A Organização Mundial da Saúde (OMS) indica que a ventilação natural, com janelas abertas, deve ser usada dentro de edifícios sempre que possível, sem recircular o ar. "Se sistemas de aquecimento, ventilação e ar-condicionado forem usados, eles devem ser regularmente inspecionados, mantidos e limpos", aponta diretriz da OMS.
Leonardo Cozac, engenheiro da Associação Brasileira de Refrigeração, Ar-Condicionado, Ventilação e Aquecimento (Abrava), reconhece que muitos ambientes brasileiros não têm sistemas de ar-condicionado bem instalados, mas pondera que nem sempre abrir portas e janelas é suficiente, principalmente em salas grandes.
"Nas salas que não têm renovação de ar mecânica, é necessário abrir portas e janelas.

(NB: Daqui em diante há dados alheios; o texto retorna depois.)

//! Property tests for the physics step and the pass-through bridge

use desktop_ball::Settings;
use desktop_ball::platform::{HitTester, InputMode, Overlay, OverlayHost, PassthroughOptions};
use desktop_ball::sim::{Screen, World, step};
use glam::Vec2;
use proptest::prelude::*;

#[derive(Default)]
struct CountingHost {
    calls: Vec<bool>,
}

impl OverlayHost for CountingHost {
    fn set_input_passthrough(&mut self, ignore: bool, options: PassthroughOptions) {
        assert!(options.forward);
        self.calls.push(ignore);
    }
}

fn screen() -> Screen {
    Screen::new(1920.0, 1080.0, 1040.0)
}

fn world_at(pos: Vec2, vel: Vec2) -> World {
    let mut world = World::new(screen(), &Settings::default());
    world.body.pos = pos;
    world.body.vel = vel;
    world
}

proptest! {
    #[test]
    fn ball_stays_on_screen(
        x in 40.0f32..1880.0,
        y in 40.0f32..1000.0,
        vx in -5.0f32..5.0,
        vy in -5.0f32..5.0,
        deltas in prop::collection::vec(0.0f32..5000.0, 1..40),
    ) {
        let mut world = world_at(Vec2::new(x, y), Vec2::new(vx, vy));
        for dt in deltas {
            step(&mut world, dt);
            prop_assert!(world.body.is_finite());
            prop_assert!(world.body_in_bounds(), "escaped to {:?}", world.body.pos);
        }
    }

    #[test]
    fn bounces_never_gain_speed(
        x in 40.0f32..1880.0,
        vx in -3.0f32..3.0,
        vy in 0.0f32..3.0,
        dt in 1.0f32..40.0,
    ) {
        let mut world = world_at(Vec2::new(x, 990.0), Vec2::new(vx, vy));
        let restitution = world.body.material.restitution;
        for _ in 0..50 {
            let report = step(&mut world, dt);
            for impact in &report.impacts {
                prop_assert!(
                    impact.normal_speed_after <= impact.normal_speed_before * restitution + 1e-4
                );
            }
        }
    }

    #[test]
    fn host_is_called_once_per_flip(
        points in prop::collection::vec((0.0f32..1920.0, 0.0f32..1080.0), 1..60),
    ) {
        let settings = Settings::default();
        let mut overlay = Overlay::new(screen(), &settings);
        let mut host = CountingHost::default();
        let hit = HitTester::new(settings.click_buffer);

        let mut expected = Vec::new();
        let mut over = false;
        for &(x, y) in &points {
            let now_over = hit.is_over(&overlay.world().body, Vec2::new(x, y));
            if now_over != over {
                expected.push(!now_over);
                over = now_over;
            }
            overlay.on_pointer_move(&mut host, x, y);
        }

        prop_assert_eq!(&host.calls, &expected);
        prop_assert_eq!(overlay.input_mode(), InputMode::for_hit(over));
    }

    #[test]
    fn hit_radius_is_radius_plus_buffer(
        angle in 0.0f32..std::f32::consts::TAU,
        distance in 0.0f32..200.0,
    ) {
        let settings = Settings::default();
        let world = World::new(screen(), &settings);
        let reach = settings.ball_radius + settings.click_buffer;
        prop_assume!((distance - reach).abs() > 0.01);

        let pointer = world.body.pos + Vec2::from_angle(angle) * distance;
        let hit = HitTester::new(settings.click_buffer);
        prop_assert_eq!(hit.is_over(&world.body, pointer), distance < reach);
    }
}

#[test]
fn drag_throws_toward_the_pointer() {
    let settings = Settings::default();
    let mut overlay = Overlay::new(screen(), &settings);
    let mut host = CountingHost::default();
    overlay.start(&mut host);

    let center = overlay.world().body.pos;
    overlay.on_pointer_move(&mut host, center.x, center.y);
    overlay.on_pointer_down();
    assert!(overlay.is_dragging());

    overlay.on_pointer_move(&mut host, 100.0, 100.0);
    let mut t = 0.0;
    overlay.tick(t);
    for _ in 0..5 {
        t += 16.0;
        overlay.tick(t);
    }

    let before = overlay.world().body.pos;
    assert!(before.x < center.x);
    overlay.on_pointer_up();
    assert!(!overlay.is_dragging());

    let vel = overlay.world().body.vel;
    assert!(vel.x < 0.0);
    assert!(vel.y.abs() < 1e-3);

    // Released momentum carries the ball further left
    overlay.tick(t + 16.0);
    assert!(overlay.world().body.pos.x < before.x);
    assert_eq!(host.calls, vec![true, false]);
}
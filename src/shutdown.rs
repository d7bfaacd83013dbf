use std::sync::Arc;
use tokio::sync::{broadcast, RwLock};
use tracing::{debug, info};

/// 优雅关闭管理器
///
/// 调度引擎与API服务器各自订阅关闭信号；信号只发送一次，
/// 关闭之后的订阅者会立即收到信号。
pub struct ShutdownManager {
    /// 关闭信号发送器
    shutdown_tx: Arc<RwLock<Option<broadcast::Sender<()>>>>,
    /// 是否已经关闭
    is_shutdown: Arc<RwLock<bool>>,
}

impl ShutdownManager {
    pub fn new() -> Self {
        let (shutdown_tx, _) = broadcast::channel(16);

        Self {
            shutdown_tx: Arc::new(RwLock::new(Some(shutdown_tx))),
            is_shutdown: Arc::new(RwLock::new(false)),
        }
    }

    /// 订阅关闭信号
    pub async fn subscribe(&self) -> broadcast::Receiver<()> {
        let shutdown_tx = self.shutdown_tx.read().await;
        if let Some(ref tx) = *shutdown_tx {
            tx.subscribe()
        } else {
            // 已经关闭，返回一个立即触发的接收器
            let (tx, rx) = broadcast::channel(1);
            let _ = tx.send(());
            rx
        }
    }

    /// 触发关闭
    pub async fn shutdown(&self) {
        let mut is_shutdown = self.is_shutdown.write().await;
        if *is_shutdown {
            debug!("关闭管理器已经触发过关闭");
            return;
        }

        info!("触发系统关闭");
        *is_shutdown = true;

        let mut shutdown_tx = self.shutdown_tx.write().await;
        if let Some(tx) = shutdown_tx.take() {
            debug!("发送关闭信号给 {} 个订阅者", tx.receiver_count());
            // 没有订阅者时发送会失败，可以忽略
            let _ = tx.send(());
        }

        info!("关闭信号已发送");
    }

    pub async fn is_shutdown(&self) -> bool {
        *self.is_shutdown.read().await
    }
}

impl Default for ShutdownManager {
    fn default() -> Self {
        Self::new()
    }
}

impl Clone for ShutdownManager {
    fn clone(&self) -> Self {
        Self {
            shutdown_tx: Arc::clone(&self.shutdown_tx),
            is_shutdown: Arc::clone(&self.is_shutdown),
        }
    }
}

#[cfg(test)]
mod tests {
    use super::*;
    use std::time::Duration;
    use tokio::time::timeout;

    #[tokio::test]
    async fn test_shutdown_manager_creation() {
        let manager = ShutdownManager::new();
        assert!(!manager.is_shutdown().await);
    }

    #[tokio::test]
    async fn test_multiple_subscribers() {
        let manager = ShutdownManager::new();

        let mut rx1 = manager.subscribe().await;
        let mut rx2 = manager.subscribe().await;

        manager.shutdown().await;

        assert!(timeout(Duration::from_millis(100), rx1.recv()).await.is_ok());
        assert!(timeout(Duration::from_millis(100), rx2.recv()).await.is_ok());
    }

    #[tokio::test]
    async fn test_subscribe_after_shutdown() {
        let manager = ShutdownManager::new();
        manager.shutdown().await;

        let mut rx = manager.subscribe().await;

        let result = timeout(Duration::from_millis(100), rx.recv()).await;
        assert!(matches!(result, Ok(Ok(()))));
    }

    #[tokio::test]
    async fn test_double_shutdown() {
        let manager = ShutdownManager::new();
        let clone = manager.clone();

        manager.shutdown().await;
        clone.shutdown().await;

        assert!(manager.is_shutdown().await);
        assert!(clone.is_shutdown().await);
    }
}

Mas isso não garante que o ambiente esteja bem ventilado porque depende do clima, se está ventando, do tamanho e da posição das janelas", diz.
Pesquisa da Confederação Nacional dos Municípios (CNM) indicou que 3.275 municípios brasileiros ainda não veem condições sanitárias para retomar as aulas presenciais na rede básica de ensino neste ano. O número equivale a 82% das prefeituras consultadas. Segundo o presidente da entidade, Glademir Aroldi, até mesmo o clima é considerado nessa decisão.
“Na flexibilização de um bar, vai a um bar quem acha que pode ir. Na escola, quando abrir, você faz com que os alunos acabem frequentando, permaneçam por um período longo e voltem para a casa, convivam com pais, avós. É uma situação mais complexa. Em algumas regiões, precisa do ar-condicionado ligado o tempo todo”, disse.